You wake up before dawn, your mind already murmuring the same old refrain before you even sit up in bed. I don’t like my life. I wish I weren’t here. Nothing ever changes. I’m always alone. The words rise like vapor, slipping under the door of your consciousness, curling into the corners of your day before it’s even begun.
You don’t remember exactly when you started believing these things about yourself. Maybe it was something you heard in childhood—a passing remark from a parent too tired to filter their words, a dismissal from a teacher, a shove from a friend who decided you weren’t worth keeping. Or maybe it was something quieter, something you absorbed from the way people looked past you, from the way love seemed to belong to other people but never to you.
These thoughts have settled into you like old furniture in a room you never bother to rearrange. You don’t question them, because they’ve been there so long they feel like home. But they aren’t. They’re stories.
Samskaras: The Grooves of the Mind

In Sanskrit, there is a word for these deep impressions, these patterns of thought that shape our lives—samskaras. Imagine them as grooves in a dirt road, carved over years of repetition. Every time you think, I’m not enough, I’m unlovable, nothing will ever change, the wheels of your mind fall into that same old rut. You may not even realize you’re doing it, but that doesn’t matter—the mind follows the path it knows. And before you know it, the day ahead unfolds just as it always has.
These samskaras don’t just dictate your thoughts; they dictate your reality. Like deep riverbeds guiding the flow of water, they shape your life, your relationships, your health. The body listens to the stories you tell yourself, absorbing them as truth. A lifetime of believing you are unloved might manifest as a tightness in the chest, a slow and steady ache in the bones, an immune system that no longer fights for you because, deep down, you believe you aren’t worth fighting for.
This isn’t some abstract philosophy—it’s biology, it’s physics, it’s the law of attraction.
The law of attraction isn’t some wish-upon-a-star fairy tale; it’s a force as real as gravity. What you think, you become. The universe is not listening to what you want—it is responding to what you are. If your inner voice is always whispering, I am alone, I am unlucky, I hate my life, then the universe, like a faithful servant, will make sure you are right.

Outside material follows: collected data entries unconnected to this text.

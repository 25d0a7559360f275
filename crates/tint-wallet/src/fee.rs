//! Fee policies.

use tint_core::constants::DEFAULT_FIXED_FEE;
use tint_core::traits::FeeProvider;
use tint_core::types::Transaction;
use tracing::warn;

/// Charges the same fee for every transaction.
#[derive(Debug, Clone, Copy, PartialEq, Eq)]
pub struct FixedFeeProvider {
    fee: u64,
}

impl FixedFeeProvider {
    pub fn new(fee: u64) -> Self {
        Self { fee }
    }
}

impl Default for FixedFeeProvider {
    fn default() -> Self {
        Self::new(DEFAULT_FIXED_FEE)
    }
}

impl FeeProvider for FixedFeeProvider {
    fn fee(&self, _tx: &Transaction) -> u64 {
        self.fee
    }
}

/// Charges `per_byte` for each byte of the encoded transaction, never less
/// than `minimum`.
///
/// The builder prices the assembled transaction with signature-sized
/// unlocking data, so the charge covers the signed size.
#[derive(Debug, Clone, Copy, PartialEq, Eq)]
pub struct SizeFeeProvider {
    per_byte: u64,
    minimum: u64,
}

impl SizeFeeProvider {
    pub fn new(per_byte: u64, minimum: u64) -> Self {
        Self { per_byte, minimum }
    }
}

impl FeeProvider for SizeFeeProvider {
    fn fee(&self, tx: &Transaction) -> u64 {
        match tx.encoded_size() {
            Ok(size) => (size as u64).saturating_mul(self.per_byte).max(self.minimum),
            Err(e) => {
                warn!("cannot size transaction for fee: {e}; charging minimum");
                self.minimum
            }
        }
    }

    fn is_size_sensitive(&self) -> bool {
        true
    }
}

#[cfg(test)]
mod tests {
    use super::*;
    use tint_core::script::Script;
    use tint_core::types::{Hash256, OutPoint, TxInput, TxOutput};

    #[test]
    fn fixed_default() {
        assert_eq!(FixedFeeProvider::default().fee(&Transaction::new()), DEFAULT_FIXED_FEE);
    }

    #[test]
    fn fixed_ignores_size() {
        let fp = FixedFeeProvider::new(100);
        let mut tx = Transaction::new();
        assert_eq!(fp.fee(&tx), 100);
        tx.inputs.push(TxInput::new(OutPoint::new(Hash256::ZERO, 0)));
        assert_eq!(fp.fee(&tx), 100);
        assert!(!fp.is_size_sensitive());
    }

    #[test]
    fn size_fee_applies_minimum() {
        let fp = SizeFeeProvider::new(1, 1_000);
        assert_eq!(fp.fee(&Transaction::new()), 1_000);
    }

    #[test]
    fn size_fee_grows_with_transaction() {
        let fp = SizeFeeProvider::new(10, 0);
        let empty = fp.fee(&Transaction::new());
        let mut tx = Transaction::new();
        for i in 0..3 {
            tx.inputs.push(TxInput::new(OutPoint::new(Hash256([i; 32]), 0)));
            tx.outputs.push(TxOutput {
                value: 1,
                script_pubkey: Script::p2pkh([i; 20]),
            });
        }
        let full = fp.fee(&tx);
        assert!(full > empty);
        assert_eq!(full, tx.encoded_size().unwrap() as u64 * 10);
        assert!(fp.is_size_sensitive());
    }
}
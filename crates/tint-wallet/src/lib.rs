//! # tint-wallet: colored-token transaction construction.
//!
//! Builds funding, issuance, reissuance, transfer and burn transactions on
//! top of a [`WalletBackend`](tint_core::traits::WalletBackend), using
//! first-fit greedy UTXO selection split into plain and colored pools.
//!
//! # Modules
//!
//! - [`error`]: `WalletError` enum
//! - [`coin_selection`]: Greedy selection filtered by color
//! - [`fee`]: Fixed and size-based fee policies
//! - [`builder`]: Token transaction builder
//! - [`config`]: Builder configuration from JSON or environment
//! - [`keys`]: Seed and BLAKE3-derived keychain
//! - [`wallet`]: In-memory reference wallet backend

pub mod builder;
pub mod coin_selection;
pub mod config;
pub mod error;
pub mod fee;
pub mod keys;
pub mod wallet;

// Re-exports for convenient access
pub use builder::{Issuance, TokenTxBuilder};
pub use coin_selection::{CoinSelection, CoinSelector, ColorFilter};
pub use config::{BuilderConfig, FeePolicyConfig};
pub use error::WalletError;
pub use fee::{FixedFeeProvider, SizeFeeProvider};
pub use keys::{KeyChain, Seed};
pub use wallet::MemoryWallet;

Not because it is cruel, but because it does not argue.
It doesn’t say, "Oh no, she doesn’t mean that, let’s give her something better." It simply amplifies what you give it. Like a mirror, it reflects back the energy you put out. And so, if you want to change your life, you must start by changing the story you tell yourself every morning before your feet even touch the ground.
This isn’t easy. Changing your samskaras is like turning a ship that has been sailing in one direction for decades. You will feel resistance. Your mind will fight to keep the old patterns because they are familiar, and the mind clings to the familiar, even when it hurts.

Instead of waking up and letting the first thought be "I hate my life", try—even if it feels like a lie—"I am open to joy today". Instead of "I am always alone", try "I am learning to love my own company". The words might taste foreign at first, like speaking a language you barely know. But if you repeat them enough, the grooves in your mind will begin to shift.
You are not just thinking new thoughts; you are creating a new reality.
The life you live now is the result of every thought you’ve ever had. And if that thought pattern does not change, your next life—whether you believe in reincarnation or simply in the future you are building—will be shaped by the same worn-out narrative.
But there is another path.
It begins in the quiet moments, in the refusal to believe the old lies, in the decision to speak to yourself as you would a dear friend. It begins the moment you realize that your thoughts are not you—they are stories, and you have the power to write a different one.
So, tomorrow morning, when you wake up, listen for that first thought. If it is old and cruel, do not let it take root. Choose another one. And another. And another. Until the day comes when you open your eyes, and the first thing you hear is a voice that says, I am worthy of love. I am open to happiness. I am alive, and I am meant to be here.
And for the first time in a long time, you will believe it.